To address this two-fold security and simplicity challenge to establish trust, Cisco commissioned Miercom, an independent testing lab, to comprehensively evaluate and test Cisco Digital Network Architecture and Huawei’s Agile Solution. The detailed report of Miercom’s analysis is already published for download.

We will dive deep into the test case to evaluate “Control Plane Security”, a communication protocol between the Access Points and the Wireless LAN Controller (WLC) that allows for secure exchange of configurations and wireless client information.

Miercom observed that Huawei does not encrypt the Control Plane tunnel by default and the data communication is readable in clear-text. On the other hand, Cisco secures the communication channel with a plug-and-play offering that saves significant deployment time while ensuring trust.

Because Huawei keeps the encryption disabled by default, on further test Miercom evaluated that the protocol is susceptible to Man-in-the-Middle attacks. It was observed that a remote attacker can:

  1. Simply replay the sniffed packets to command Huawei’s Access Point while pretending that it is coming from a legitimate Wireless LAN Controller.
  2. Hijack the legitimate wireless client session and connect the network with an un-authorized device.
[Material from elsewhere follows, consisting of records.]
//! Function-level analysis: context switching on call entry.

use std::cell::RefCell;
use std::rc::Rc;

use crate::block::Analyser;
use crate::callctx::{self, Context};
use crate::errors::FatalError;
use crate::funcs::{Call, Instance};
use crate::infer::block::{BlockAnalyser, BlockData};
use crate::infer::env::Environment;
use crate::infer::exported::Exported;
use crate::infer::utils::is_chan;
use migoinfer_ssa::BlockRef;

/// Visitor for one function call: materialises the instance, performs
/// the context switch, and runs the block analyser over the body.
pub struct FunctionAnalyser {
    pub callee: Rc<Instance>,
    pub ctx: Context,
    pub env: Environment,
    pub exported: Rc<RefCell<Exported>>,
    body: Option<BlockAnalyser>,
    finished: bool,
}

impl FunctionAnalyser {
    /// Sets up the callee frame: a fresh instance, the switched context,
    /// and the exported set seeded with the channel-typed parameters.
    pub fn new(env: &Environment, caller_ctx: &Context, call: Call) -> FunctionAnalyser {
        let callee = env.instantiate(call);
        let prog = &env.info().prog;
        let ctx = callctx::switch(prog, caller_ctx, &callee);
        let exported = Rc::new(RefCell::new(Exported::default()));
        for param in &callee.definition().parameters {
            if is_chan(prog, param) {
                exported.borrow_mut().export(param.clone());
            }
        }
        let body = BlockAnalyser::new(callee.clone(), ctx.clone(), env.clone(), exported.clone());
        FunctionAnalyser { callee, ctx, env: env.clone(), exported, body, finished: false }
    }

    pub fn has_body(&self) -> bool {
        self.body.is_some()
    }

    /// Analyses the function body from its entry block, then registers
    /// the per-block MiGo functions with the program.
    pub fn enter_func(&mut self) -> Result<(), FatalError> {
        let nblock = self.env.info().prog.func(self.callee.func()).blocks.len();
        log::debug!(
            target: "func",
            "enter {} ({} blocks)",
            self.callee.uniq_name(),
            nblock
        );
        let result = match &mut self.body {
            Some(body) => {
                let entry = BlockRef { func: self.callee.func(), block: 0 };
                body.enter_blk(entry)
            }
            None => Ok(()),
        };
        // The function is completely analysed (or failed); its MiGo
        // functions are final enough to publish either way.
        self.exit_func();
        result
    }

    /// Publishes the MiGo function of every block into the program.
    fn exit_func(&mut self) {
        if self.finished {
            return;
        }
        self.finished = true;
        log::debug!(target: "func", "exit {}", self.callee.uniq_name());
        if let Some(body) = &self.body {
            let mut prog = self.env.prog().borrow_mut();
            for data in &body.data {
                prog.add_function(data.migo.clone());
            }
        }
    }

    /// Per-block data of the analysed body, for caller-side parameter
    /// patching.
    pub fn block_data(&self) -> &[BlockData] {
        self.body.as_ref().map(|b| b.data.as_slice()).unwrap_or(&[])
    }
}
If the customer deploying Huawei’s Agile Solution reads the “Warning Sign – Datagram Transport Layer Security or DTLS for Control Plane is OFF by default” and understands the implications then there is no choice but to activate it. Miercom explained about what it takes to activate DTLS encryption to measure the operational burden on customers:

  1. Manually create whitelist of all the Access Points MAC address on their controller.
  2. Configure a common “Private Secured Key” (PSK) that will be used for Control Plane DTLS encryption.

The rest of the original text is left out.